Em vários países do mundo se adotam medidas que protegem as pessoas da doença, e ao mesmo tempo procuram amortecer o impacto econômico e social para a população, preservando o emprego e a renda. Mas o governo e o parlamento brasileiros fazem exatamente o contrário, utilizando a crise como pretexto para a liquidação de direitos. Por exemplo, no dia 17.03, à portas fechadas, uma comissão mista do Congresso Nacional aprovou a Medida Provisória (MP) 905, conhecida como Carteira de Trabalho Verde e Amarela. A medida reduz garantias relacionadas aos acidentes de trabalho e modifica, de 8% para 2%, a alíquota de contribuição ao FGTS paga pelo empregador. Também diminui de 40% para 20% a multa paga em caso de demissão, por exemplo.

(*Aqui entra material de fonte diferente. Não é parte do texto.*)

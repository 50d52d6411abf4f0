use crate::error::TemplateError;
use crate::tpl::node::Segment;
use crate::tpl::parser::Parser;
use crate::tpl::token::TokenType;
use tracing::trace;

/// Consume tokens up to and including the `end_tag` block, keeping
/// client-side `{{ }}` syntax intact.
///
/// Javascript templating libraries (jQuery templates, Handlebars.js,
/// Mustache.js) use `{{if condition}} ... {{/if}}`, which the server-side
/// lexer has already split into variable tokens. Those are re-wrapped in
/// their braces; text passes through; comments are dropped; any other block
/// tag (`{% trans %}`, `{% csrf_token %}`, ...) is compiled through the
/// parser's tag library and rendered in place.
///
/// Only a block token equal to `end_tag` ends the scan; text that happens to
/// read `endverbatim` stays literal. Running out of tokens first is an
/// unclosed-tag error.
pub fn scan_verbatim(parser: &mut Parser<'_>, end_tag: &str) -> Result<Vec<Segment>, TemplateError> {
    let mut segments = Vec::new();

    loop {
        let Some(token) = parser.next_token() else {
            return Err(parser.unclosed_block_tag(&[end_tag]));
        };

        match token.token_type {
            TokenType::Block if token.contents == end_tag => break,
            TokenType::Var => append_literal(&mut segments, &format!("{{{{{}}}}}", token.contents)),
            TokenType::Text => append_literal(&mut segments, &token.contents),
            TokenType::Block => {
                if let Some(node) = parser.compile_block(&token, &[end_tag])? {
                    segments.push(Segment::Compiled(node));
                }
            }
            TokenType::Comment => {}
        }
    }

    trace!("verbatim scan done: end_tag={}, segments={}", end_tag, segments.len());
    Ok(segments)
}

fn append_literal(segments: &mut Vec<Segment>, text: &str) {
    if let Some(Segment::Literal(last)) = segments.last_mut() {
        last.push_str(text);
    } else {
        segments.push(Segment::Literal(text.to_string()));
    }
}
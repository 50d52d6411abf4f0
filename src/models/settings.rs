use serde::Deserialize;

pub const DEFAULT_STATIC_URL: &str = "/static/";

/// Render-time configuration read by the Handlebars tags.
#[derive(Debug, Clone, PartialEq, Eq, Deserialize)]
#[serde(default)]
pub struct Settings {
    /// Prefix for static assets, e.g. `/static/` or `https://cdn.example.com/`
    pub static_url: String,
    /// Emit `data-template-name` / `text/x-handlebars` (Ember.js) instead of `id` / `text/x-handlebars-template`
    pub use_ember_style_attrs: bool,
}

impl Default for Settings {
    fn default() -> Self {
        Settings {
            static_url: DEFAULT_STATIC_URL.to_string(),
            use_ember_style_attrs: false,
        }
    }
}

impl Settings {
    pub fn new() -> Self {
        Self::default()
    }

    /// Defaults overridden by the `STATIC_URL` and `USE_EMBER_STYLE_ATTRS` environment variables.
    pub fn from_env() -> Self {
        let mut settings = Self::default();
        if let Ok(url) = std::env::var("STATIC_URL") {
            settings.static_url = url;
        }
        if let Ok(flag) = std::env::var("USE_EMBER_STYLE_ATTRS") {
            settings.use_ember_style_attrs = parse_flag(&flag);
        }
        settings
    }

    pub fn static_url(mut self, static_url: impl Into<String>) -> Self {
        self.static_url = static_url.into();
        self
    }

    pub fn use_ember_style_attrs(mut self, enabled: bool) -> Self {
        self.use_ember_style_attrs = enabled;
        self
    }
}

pub(crate) fn parse_flag(s: &str) -> bool {
    matches!(s.trim().to_ascii_lowercase().as_str(), "true" | "1" | "yes")
}

#[cfg(test)]
mod tests {
    use super::*;

    #[test]
    fn test_defaults() {
        let s = Settings::new();
        assert_eq!(s.static_url, "/static/");
        assert!(!s.use_ember_style_attrs);
    }

    #[test]
    fn test_builder() {
        let s = Settings::new()
            .static_url("https://cdn.example.com/")
            .use_ember_style_attrs(true);
        assert_eq!(s.static_url, "https://cdn.example.com/");
        assert!(s.use_ember_style_attrs);
    }

    #[test]
    fn test_parse_flag() {
        assert!(parse_flag("true"));
        assert!(parse_flag(" YES "));
        assert!(parse_flag("1"));
        assert!(!parse_flag("false"));
        assert!(!parse_flag(""));
    }

    #[test]
    fn test_deserialize_partial() {
        let s: Settings = serde_json::from_str(r#"{"use_ember_style_attrs": true}"#).unwrap();
        assert_eq!(s.static_url, DEFAULT_STATIC_URL);
        assert!(s.use_ember_style_attrs);
    }
}
use crate::error::TemplateError;
use crate::tpl::value::Value;
use serde::Serialize;
use serde::ser::*;

use std::collections::HashMap;

pub struct ValueSerializer;

impl Serializer for ValueSerializer {
    type Ok = Value;
    type Error = TemplateError;
    type SerializeSeq = ListSerializer;
    type SerializeTuple = ListSerializer;
    type SerializeTupleStruct = ListSerializer;
    type SerializeTupleVariant = ListSerializer;
    type SerializeMap = MapSerializer;
    type SerializeStruct = MapSerializer;
    type SerializeStructVariant = MapSerializer;

    fn serialize_bool(self, v: bool) -> Result<Value, TemplateError> {
        Ok(Value::Bool(v))
    }
    fn serialize_i8(self, v: i8) -> Result<Value, TemplateError> {
        Ok(Value::Int(v as i64))
    }
    fn serialize_i16(self, v: i16) -> Result<Value, TemplateError> {
        Ok(Value::Int(v as i64))
    }
    fn serialize_i32(self, v: i32) -> Result<Value, TemplateError> {
        Ok(Value::Int(v as i64))
    }
    fn serialize_i64(self, v: i64) -> Result<Value, TemplateError> {
        Ok(Value::Int(v))
    }
    fn serialize_u8(self, v: u8) -> Result<Value, TemplateError> {
        Ok(Value::Int(v as i64))
    }
    fn serialize_u16(self, v: u16) -> Result<Value, TemplateError> {
        Ok(Value::Int(v as i64))
    }
    fn serialize_u32(self, v: u32) -> Result<Value, TemplateError> {
        Ok(Value::Int(v as i64))
    }
    fn serialize_u64(self, v: u64) -> Result<Value, TemplateError> {
        i64::try_from(v)
            .map(Value::Int)
            .map_err(|_| TemplateError::Value(format!("integer {} out of range", v)))
    }
    fn serialize_f32(self, v: f32) -> Result<Value, TemplateError> {
        Ok(Value::Float(v as f64))
    }
    fn serialize_f64(self, v: f64) -> Result<Value, TemplateError> {
        Ok(Value::Float(v))
    }
    fn serialize_char(self, v: char) -> Result<Value, TemplateError> {
        Ok(Value::Str(v.to_string()))
    }
    fn serialize_str(self, v: &str) -> Result<Value, TemplateError> {
        Ok(Value::Str(v.to_string()))
    }
    fn serialize_bytes(self, v: &[u8]) -> Result<Value, TemplateError> {
        Ok(Value::List(v.iter().map(|b| Value::Int(*b as i64)).collect()))
    }
    fn serialize_none(self) -> Result<Value, TemplateError> {
        Ok(Value::Null)
    }
    fn serialize_some<T: ?Sized + Serialize>(self, value: &T) -> Result<Value, TemplateError> {
        value.serialize(self)
    }
    fn serialize_unit(self) -> Result<Value, TemplateError> {
        Ok(Value::Null)
    }
    fn serialize_unit_struct(self, _: &'static str) -> Result<Value, TemplateError> {
        Ok(Value::Null)
    }
    fn serialize_unit_variant(
        self,
        _: &'static str,
        _: u32,
        variant: &'static str,
    ) -> Result<Value, TemplateError> {
        Ok(Value::Str(variant.to_string()))
    }
    fn serialize_newtype_struct<T: ?Sized + Serialize>(
        self,
        _: &'static str,
        value: &T,
    ) -> Result<Value, TemplateError> {
        value.serialize(self)
    }
    fn serialize_newtype_variant<T: ?Sized + Serialize>(
        self,
        _: &'static str,
        _: u32,
        _: &'static str,
        value: &T,
    ) -> Result<Value, TemplateError> {
        value.serialize(self)
    }
    fn serialize_seq(self, len: Option<usize>) -> Result<ListSerializer, TemplateError> {
        Ok(ListSerializer {
            items: Vec::with_capacity(len.unwrap_or(0)),
        })
    }
    fn serialize_tuple(self, len: usize) -> Result<ListSerializer, TemplateError> {
        self.serialize_seq(Some(len))
    }
    fn serialize_tuple_struct(
        self,
        _: &'static str,
        len: usize,
    ) -> Result<ListSerializer, TemplateError> {
        self.serialize_seq(Some(len))
    }
    fn serialize_tuple_variant(
        self,
        _: &'static str,
        _: u32,
        _: &'static str,
        len: usize,
    ) -> Result<ListSerializer, TemplateError> {
        self.serialize_seq(Some(len))
    }
    fn serialize_map(self, len: Option<usize>) -> Result<MapSerializer, TemplateError> {
        Ok(MapSerializer::with_capacity(len.unwrap_or(0)))
    }
    fn serialize_struct(self, _: &'static str, len: usize) -> Result<MapSerializer, TemplateError> {
        Ok(MapSerializer::with_capacity(len))
    }
    fn serialize_struct_variant(
        self,
        _: &'static str,
        _: u32,
        _: &'static str,
        len: usize,
    ) -> Result<MapSerializer, TemplateError> {
        Ok(MapSerializer::with_capacity(len))
    }
}

pub struct ListSerializer {
    items: Vec<Value>,
}

macro_rules! impl_serialize_seq {
    ($trait:ident, $method:ident) => {
        impl $trait for ListSerializer {
            type Ok = Value;
            type Error = TemplateError;

            fn $method<T: ?Sized + Serialize>(&mut self, value: &T) -> Result<(), TemplateError> {
                self.items.push(value.serialize(ValueSerializer)?);
                Ok(())
            }

            fn end(self) -> Result<Value, TemplateError> {
                Ok(Value::List(self.items))
            }
        }
    };
}

impl_serialize_seq!(SerializeSeq, serialize_element);
impl_serialize_seq!(SerializeTuple, serialize_element);
impl_serialize_seq!(SerializeTupleStruct, serialize_field);
impl_serialize_seq!(SerializeTupleVariant, serialize_field);

pub struct MapSerializer {
    map: HashMap<String, Value>,
    key: Option<String>,
}

impl MapSerializer {
    fn with_capacity(len: usize) -> Self {
        MapSerializer {
            map: HashMap::with_capacity(len),
            key: None,
        }
    }
}

impl SerializeMap for MapSerializer {
    type Ok = Value;
    type Error = TemplateError;

    fn serialize_key<T: ?Sized + Serialize>(&mut self, key: &T) -> Result<(), TemplateError> {
        match key.serialize(ValueSerializer)? {
            Value::Str(s) => self.key = Some(s),
            Value::Int(i) => self.key = Some(i.to_string()),
            _ => return Err(TemplateError::Value("map key must be a string".into())),
        }
        Ok(())
    }

    fn serialize_value<T: ?Sized + Serialize>(&mut self, value: &T) -> Result<(), TemplateError> {
        let key = self
            .key
            .take()
            .ok_or_else(|| TemplateError::Value("missing key for map value".into()))?;
        self.map.insert(key, value.serialize(ValueSerializer)?);
        Ok(())
    }

    fn end(self) -> Result<Value, TemplateError> {
        Ok(Value::Map(self.map))
    }
}

macro_rules! impl_serialize_struct {
    ($trait:ident) => {
        impl $trait for MapSerializer {
            type Ok = Value;
            type Error = TemplateError;

            fn serialize_field<T: ?Sized + Serialize>(
                &mut self,
                key: &'static str,
                value: &T,
            ) -> Result<(), TemplateError> {
                self.map.insert(key.to_string(), value.serialize(ValueSerializer)?);
                Ok(())
            }

            fn end(self) -> Result<Value, TemplateError> {
                Ok(Value::Map(self.map))
            }
        }
    };
}

impl_serialize_struct!(SerializeStruct);
impl_serialize_struct!(SerializeStructVariant);

/// Convert render arguments into a context value.
pub fn to_value<T: ?Sized + Serialize>(t: &T) -> Result<Value, TemplateError> {
    t.serialize(ValueSerializer)
}

#[cfg(test)]
mod tests {
    use super::*;

    #[derive(Serialize)]
    struct Page {
        title: String,
        tags: Vec<&'static str>,
        draft: Option<bool>,
    }

    #[test]
    fn test_struct_to_map() {
        let page = Page {
            title: "Home".into(),
            tags: vec!["a", "b"],
            draft: None,
        };
        let Value::Map(map) = to_value(&page).unwrap() else {
            panic!("Expected Map");
        };
        assert_eq!(map["title"], Value::from("Home"));
        assert_eq!(map["tags"], Value::List(vec![Value::from("a"), Value::from("b")]));
        assert_eq!(map["draft"], Value::Null);
    }

    #[test]
    fn test_unit_is_null() {
        assert_eq!(to_value(&()).unwrap(), Value::Null);
    }

    #[test]
    fn test_u64_overflow() {
        assert!(to_value(&u64::MAX).is_err());
        assert_eq!(to_value(&7u64).unwrap(), Value::Int(7));
    }

    #[test]
    fn test_non_string_key_rejected() {
        let mut m = std::collections::BTreeMap::new();
        m.insert(true, 1);
        assert!(to_value(&m).is_err());
    }
}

Ao mesmo tempo o ministro da economia vem tentando acelerar no Congresso o processo de privatização da Eletrobrás, aproveitando enquanto a sociedade tenta manter a saúde e sobreviver, ainda que à duríssimas penas. O mesmo Paulo Guedes recentemente listou 19 projetos ao Congresso, que são prioritários para o governo, absolutamente todos na direção de retirar direitos, enfraquecer o Estado e vender patrimônio público (dentre eles, autonomia do Banco Central, o Marco Legal do Saneamento e a MP do Emprego Verde Amarelo).
Nessa mesma lógica antipovo e de vergonhosa subserviência ao capital, o governo anunciou no dia 18 uma Medida Provisória que, dentre outras coisas, permitirá que as empresas reduzam em até 50% a jornada de trabalho e o salário dos seus empregados. Além da redução da jornada e salários as empresas poderão antecipar férias individuais, decretar férias coletivas e usar o banco de horas para dispensar os trabalhadores do serviço. Também poderão antecipar feriados não religiosos. A MP ainda permitirá ações visando simplificar o tele trabalho e a suspensão da obrigatoriedade dos exames médicos e treinamento obrigatórios.
Não fosse este o governo mais inimigo do povo de toda a história do Brasil, seria o momento para medidas fortes de proteção do emprego e da renda dos trabalhadores (que são 95% da população). Seria o momento de proibir demissões sem justa causa, instituindo garantia de emprego e de uma renda mínima de sobrevivência para os desempregados e informais, pelo menos enquanto durasse a pandemia. Seria o momento de revogar a Emenda Constitucional 95, imposta pelos banqueiros que ajudaram a financiar o golpe de 2016. Mas fazem o contrário e com tática bastante conhecida: aproveitar a confusão e a excepcionalidade do momento para rapidamente impor medidas que vão contra a esmagadora maioria da população, em favor dos grandes capitalistas e do sistema financeiro internacional.
[1] Ver por exemplo o artigo Como o exército dos EUA pode ter levado o vírus à China, do bem informado Pepe Escobar, publicado em 17.03.20.
José Álvaro Cardoso é economista e supervisor técnico do DIEESE em Santa Catarina.
A opinião do/a autor/a não necessariamente representa a opinião de Desacato.info.